- Opening Delimiter -

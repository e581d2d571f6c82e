//! Command dispatch: lookup, prerequisite, expansion, execution.

pub mod builtins;

pub use builtins::BuiltinStep;

use crate::error::Result;
use crate::executor::{Invocation, InvocationState, ProcessRunner, ProcessStep, Step};
use crate::input::{self, ArgumentInput, ChainedInput, InputSource};
use crate::platform::PlatformVariableSet;
use crate::registry::{Builtin, CommandRegistry, CommandSpec, StepTemplate, VENV_COMMAND};
use crate::template::{self, Scope};
use crate::ui;
use log::debug;
use std::collections::BTreeMap;
use std::ffi::OsString;
use std::io::{self, Write};
use std::path::{Path, PathBuf};

pub struct Dispatcher<'a> {
    registry: &'a CommandRegistry,
    vars: &'a PlatformVariableSet,
    workdir: PathBuf,
}

impl<'a> Dispatcher<'a> {
    pub fn new(registry: &'a CommandRegistry, vars: &'a PlatformVariableSet, workdir: &Path) -> Self {
        Self {
            registry,
            vars,
            workdir: workdir.to_path_buf(),
        }
    }

    /// Looks up, expands and runs `name`.
    ///
    /// `args` answer the command's prompt first; the rest are appended to
    /// its final process step.
    pub fn dispatch(
        &self,
        name: &str,
        args: &[String],
        input: &mut dyn InputSource,
        runner: &mut dyn ProcessRunner,
        out: &mut dyn Write,
    ) -> Result<()> {
        let mut invocation = Invocation::new(name);
        invocation.transition(InvocationState::Expanding);

        let steps = match self.plan(name, args, input) {
            Ok(steps) => steps,
            Err(err) => return Err(invocation.fail(err)),
        };
        invocation.execute(&steps, runner, out)
    }

    /// Expands `name` into its concrete step list without running anything.
    pub fn plan(&self, name: &str, args: &[String], input: &mut dyn InputSource) -> Result<Vec<Step>> {
        let command = self.registry.lookup(name)?;

        let (answer, extra) = match (&command.prompt, args.split_first()) {
            (Some(_), Some((first, rest))) => (Some(first.clone()), rest.to_vec()),
            _ => (None, args.to_vec()),
        };

        let mut inputs = BTreeMap::new();
        if let Some(prompt) = &command.prompt {
            let mut positional = ArgumentInput::new(answer);
            let mut sources = ChainedInput::new(vec![&mut positional as &mut dyn InputSource, &mut *input]);
            inputs.insert(prompt.key.to_string(), input::require(&mut sources, prompt)?);
        }

        let env = if command.requires_venv {
            self.activation_env()?
        } else {
            Vec::new()
        };
        let mut own = self.expand_steps(command, &inputs, env)?;
        if !extra.is_empty() {
            match own.iter_mut().rev().find_map(|step| match step {
                Step::Process(process) => Some(process),
                Step::Builtin(_) => None,
            }) {
                Some(last) => last.line.args.extend(extra),
                None => debug!("{} takes no arguments, ignoring {:?}", name, extra),
            }
        }

        // Required files are checked before anything runs, prerequisite included.
        for step in &own {
            if let Step::Builtin(check @ BuiltinStep::RequireFile(_)) = step {
                builtins::run(check, &mut io::sink())?;
            }
        }

        let mut steps = Vec::new();
        if command.requires_venv && !self.venv_ready() {
            debug!("{} missing, creating it before {}", self.vars.venv_dir(), name);
            let venv = self.registry.lookup(VENV_COMMAND)?;
            steps.extend(self.expand_steps(venv, &BTreeMap::new(), Vec::new())?);
        }
        steps.extend(own);
        Ok(steps)
    }

    fn expand_steps(
        &self,
        command: &CommandSpec,
        inputs: &BTreeMap<String, String>,
        env: Vec<(String, OsString)>,
    ) -> Result<Vec<Step>> {
        let scope = Scope::new(self.vars, inputs);
        command
            .steps
            .iter()
            .map(|template| self.expand_step(template, &scope, &env))
            .collect()
    }

    fn expand_step(
        &self,
        template: &StepTemplate,
        scope: &Scope<'_>,
        env: &[(String, OsString)],
    ) -> Result<Step> {
        let step = match template {
            StepTemplate::Process(text) => Step::Process(ProcessStep {
                line: template::expand(text, scope)?,
                cwd: self.workdir.clone(),
                env: env.to_vec(),
            }),
            StepTemplate::Builtin(Builtin::Help) => {
                Step::Builtin(BuiltinStep::Print(ui::render_help(self.registry)))
            }
            StepTemplate::Builtin(Builtin::ActivationHint) => Step::Builtin(BuiltinStep::Print(
                format!("Activate the environment with: {}\n", self.vars.activate()),
            )),
            StepTemplate::Builtin(Builtin::RequireFile(path)) => {
                let path = template::expand_word(path, scope)?;
                Step::Builtin(BuiltinStep::RequireFile(self.workdir.join(path)))
            }
        };
        Ok(step)
    }

    /// The environment counts as present once its interpreter exists.
    pub fn venv_ready(&self) -> bool {
        self.workdir.join(self.vars.python()).is_file()
    }

    /// `VIRTUAL_ENV` and `PATH` as the activation script would set them.
    fn activation_env(&self) -> Result<Vec<(String, OsString)>> {
        let venv = self.workdir.join(self.vars.venv_dir());
        let scripts = self.workdir.join(self.vars.scripts_dir());

        let mut paths = vec![scripts];
        if let Some(existing) = std::env::var_os("PATH") {
            paths.extend(std::env::split_paths(&existing));
        }
        let path = std::env::join_paths(paths)
            .map_err(|e| io::Error::new(io::ErrorKind::InvalidInput, e))?;

        Ok(vec![
            ("VIRTUAL_ENV".to_string(), venv.into_os_string()),
            ("PATH".to_string(), path),
        ])
    }
}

- Closing Delimiter -

*About this task*:
The response must contain each line above that holds the string "sources".

*Finished task*:
            let mut sources = ChainedInput::new(vec![&mut positional as &mut dyn InputSource, &mut *input]);
            inputs.insert(prompt.key.to_string(), input::require(&mut sources, prompt)?);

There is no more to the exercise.